So the old C<next LINE> syntax is still allowed but really does
something like C<LINE.next(Nil)> underneath. Any block object can
be used, not just labels, so to return a value from this iteration
of the current block you can say:
&?BLOCK.next($retval);
[Conjecture: a bare C<next($retval)> function could be taught to do
the same, as long as C<$retval> isn't a loop label. Presumably multiple
dispatch could sort this out.]
With a target object or label, loop modifiers search lexotically
for the scope to modify. Without a target, however, they are purely
dynamic, and choose the innermost dynamic loop, which may well be a
C<map> or other implicitly looping function, including user-defined
functions.
There is no longer a C<continue> block. Instead, use a C<NEXT> block
within the body of the loop. See below.
The value of a loop statement is the list of values from each
iteration. Each iteration's value is returned as a single "argument"
object.
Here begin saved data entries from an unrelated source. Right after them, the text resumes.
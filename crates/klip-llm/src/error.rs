//! LLM client and router error types.

use thiserror::Error;

pub type LlmResult<T> = Result<T, LlmError>;

#[derive(Debug, Error)]
pub enum LlmError {
    /// Non-2xx response from the provider.
    #[error("Provider returned {status}: {message}")]
    Api { status: u16, message: String },

    #[error("Provider response had no content")]
    EmptyResponse,

    #[error("Request failed: {0}")]
    Request(#[from] reqwest::Error),

    #[error("Response parse error: {0}")]
    Json(#[from] serde_json::Error),

    #[error("Redis error: {0}")]
    Redis(#[from] redis::RedisError),

    /// PLATFORM_TOKEN_SECRET is missing or malformed.
    #[error("Invalid platform token secret: {0}")]
    InvalidSecret(String),

    /// The registry has no platform client for the resolved provider.
    #[error("No client configured for provider {0}")]
    NoClient(String),

    /// Encryption or decryption of a cached key failed. Never carries
    /// key material.
    #[error("Token crypto failure: {0}")]
    Crypto(String),

    #[error("IO error: {0}")]
    Io(#[from] std::io::Error),
}

impl LlmError {
    /// Whether this is a credential rejection (triggers the BYOK to
    /// platform-key fallback).
    pub fn is_auth_rejection(&self) -> bool {
        matches!(self, LlmError::Api { status: 401 | 403, .. })
    }
}
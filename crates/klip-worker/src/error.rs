//! Worker error types and the terminal/transient split that drives
//! retry handling.

use thiserror::Error;

pub type WorkerResult<T> = Result<T, WorkerError>;

#[derive(Debug, Error)]
pub enum WorkerError {
    /// A condition that retrying cannot fix (entity in an impossible
    /// state, missing prerequisite data).
    #[error("{0}")]
    Terminal(String),

    #[error(transparent)]
    Fetch(#[from] klip_fetch::FetchError),

    #[error(transparent)]
    Media(#[from] klip_media::MediaError),

    #[error(transparent)]
    Llm(#[from] klip_llm::LlmError),

    #[error(transparent)]
    Analysis(#[from] klip_analysis::AnalysisError),

    #[error(transparent)]
    Storage(#[from] klip_storage::StorageError),

    #[error(transparent)]
    Db(#[from] klip_db::DbError),

    #[error(transparent)]
    Queue(#[from] klip_queue::QueueError),

    #[error("IO error: {0}")]
    Io(#[from] std::io::Error),
}

impl WorkerError {
    pub fn terminal(msg: impl Into<String>) -> Self {
        Self::Terminal(msg.into())
    }

    /// Terminal failures mark the entity failed and go straight to the
    /// DLQ; everything else is retried within the queue's budget.
    pub fn is_terminal(&self) -> bool {
        match self {
            WorkerError::Terminal(_) => true,
            WorkerError::Fetch(e) => e.is_terminal(),
            WorkerError::Analysis(e) => e.is_terminal(),
            WorkerError::Db(e) => e.is_terminal(),
            WorkerError::Queue(e) => matches!(e, klip_queue::QueueError::InvalidPayload(_)),
            _ => false,
        }
    }
}
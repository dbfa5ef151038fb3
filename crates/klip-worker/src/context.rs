//! Shared state handed to every stage handler.

use std::num::NonZeroU32;
use std::sync::Arc;

use governor::{DefaultDirectRateLimiter, Quota, RateLimiter};
use sqlx::PgPool;
use tracing::{info, warn};

use klip_db::pool::{connect, run_migrations};
use klip_fetch::Fetcher;
use klip_llm::{ByokCache, LlmRouter, PlatformKeys};
use klip_queue::JobQueue;
use klip_storage::StorageClient;

use crate::config::WorkerConfig;
use crate::error::WorkerResult;

/// Everything the stage handlers need: connections, clients and limits.
pub struct WorkerContext {
    pub config: WorkerConfig,
    pub pool: PgPool,
    pub queue: Arc<JobQueue>,
    pub storage: StorageClient,
    pub fetcher: Fetcher,
    pub router: LlmRouter,
    /// User key cache. Absent when PLATFORM_TOKEN_SECRET is not set;
    /// every run then uses platform keys.
    pub byok: Option<ByokCache>,
    /// Global admission limiter for render starts
    pub render_limiter: DefaultDirectRateLimiter,
}

impl WorkerContext {
    pub async fn new(config: WorkerConfig) -> WorkerResult<Self> {
        tokio::fs::create_dir_all(&config.work_dir).await?;

        let pool = connect(&config.database_url, config.db_max_connections).await?;
        run_migrations(&pool).await?;

        let queue = Arc::new(JobQueue::from_env()?);
        let storage = StorageClient::from_env()?;
        let fetcher = Fetcher::new()?;

        let platform_keys = PlatformKeys {
            cloudru: std::env::var("CLOUDRU_API_KEY").ok(),
            gemini: std::env::var("GEMINI_API_KEY").ok(),
            anthropic: std::env::var("ANTHROPIC_API_KEY").ok(),
            openai: std::env::var("OPENAI_API_KEY").ok(),
        };
        let router = LlmRouter::new(platform_keys)?;

        let byok = match std::env::var("PLATFORM_TOKEN_SECRET") {
            Ok(secret) => {
                let redis_url = std::env::var("REDIS_URL")
                    .unwrap_or_else(|_| "redis://localhost:6379".to_string());
                let client = redis::Client::open(redis_url.as_str())
                    .map_err(klip_llm::LlmError::from)?;
                let conn = redis::aio::ConnectionManager::new(client)
                    .await
                    .map_err(klip_llm::LlmError::from)?;
                Some(ByokCache::new(conn, secret)?)
            }
            Err(_) => {
                warn!("PLATFORM_TOKEN_SECRET not set, user-key lookups disabled");
                None
            }
        };

        let per_minute =
            NonZeroU32::new(config.render_rate_per_minute).unwrap_or(NonZeroU32::MIN);
        let render_limiter = RateLimiter::direct(Quota::per_minute(per_minute));

        info!(work_dir = %config.work_dir, "worker context ready");

        Ok(Self {
            config,
            pool,
            queue,
            storage,
            fetcher,
            router,
            byok,
            render_limiter,
        })
    }
}
//! Ephemeral analysis types: moment candidates and their enriched form.
//!
//! These never touch the database. A [`MomentCandidate`] is produced by the
//! moment-selection LLM call (or a fallback generator) and consumed entirely
//! within one analyze-stage invocation; an [`EnrichedMoment`] is what gets
//! persisted as a Clip at the end of that invocation.

use schemars::JsonSchema;
use serde::{Deserialize, Serialize};

use crate::clip::{Cta, SubtitleSegment, ViralityScore};

/// A candidate time window proposed as clip-worthy.
#[derive(Debug, Clone, PartialEq, Serialize, Deserialize, JsonSchema)]
pub struct MomentCandidate {
    /// Start offset in seconds
    pub start: f64,
    /// End offset in seconds
    pub end: f64,
    /// Preliminary title from the selection call
    pub title: String,
    /// Why the model picked this window
    pub reason: String,
    /// Hook strength in [0, 25]
    pub hook_strength: u8,
}

impl MomentCandidate {
    /// Window length in seconds.
    pub fn duration(&self) -> f64 {
        self.end - self.start
    }

    /// Seconds of overlap with another candidate (zero when disjoint).
    pub fn overlap_with(&self, other: &MomentCandidate) -> f64 {
        let start = self.start.max(other.start);
        let end = self.end.min(other.end);
        (end - start).max(0.0)
    }
}

/// A moment after scoring, titling and CTA suggestion.
#[derive(Debug, Clone, Serialize, Deserialize, JsonSchema)]
pub struct EnrichedMoment {
    pub moment: MomentCandidate,
    pub virality: ViralityScore,
    /// Finalized title, at most 60 characters
    pub title: String,
    pub cta: Option<Cta>,
    /// Subtitle segments re-based to clip time
    pub subtitle_segments: Vec<SubtitleSegment>,
}

#[cfg(test)]
mod tests {
    use super::*;

    fn candidate(start: f64, end: f64) -> MomentCandidate {
        MomentCandidate {
            start,
            end,
            title: "t".to_string(),
            reason: "r".to_string(),
            hook_strength: 10,
        }
    }

    #[test]
    fn overlap_is_symmetric_and_clamped() {
        let a = candidate(0.0, 30.0);
        let b = candidate(20.0, 50.0);
        let c = candidate(100.0, 130.0);

        assert!((a.overlap_with(&b) - 10.0).abs() < f64::EPSILON);
        assert!((b.overlap_with(&a) - 10.0).abs() < f64::EPSILON);
        assert_eq!(a.overlap_with(&c), 0.0);
    }
}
See L<S02> for a long definition of argument, but in short,
it's either an ordinary object or a parcel containing multiple values.
Normal flat list context ignores parcel boundaries and flattens the list.
Slice context turns any parcel objects into C<Seq> objects.
Iterations that return C<Nil> (such as by calling C<next> with no extra return
arguments) return that C<Nil> as the next value, which will therefore disappear
when interpolated in flat context, but will interpolate an empty C<Seq> into slice
context.
For finer-grained control of which iterations return values, use
C<gather> and C<take>.
Since the final expression in a subroutine returns its value, it's
possible to accidentally return a loop's return value when you were
only evaluating the loop for its side effects. If you do not wish
to accidentally return a list from the final loop statement in a
subroutine, place an explicit return statement after it, or use a C<sink>
statement prefix on the loop itself.
=head2 The C<while> and C<until> statements
X<while>X<until>
The C<while> and C<until> statements work as in Perl 5, except that you
may leave out the parentheses around the conditional:
while $bar < 100 {
...
}
As with conditionals, you may optionally bind the result of the
conditional expression to a parameter of the block:
while something() -> $thing {
...
}
while something() { ... $^thing ... }
Nothing is ever bound implicitly, however, and many conditionals would
simply bind C<True> or C<False> in an uninteresting fashion. This mechanism
is really only good for objects that know how to return a boolean
value and still remain themselves. In general, for most iterated
solutions you should consider using a C<for> loop instead (see below).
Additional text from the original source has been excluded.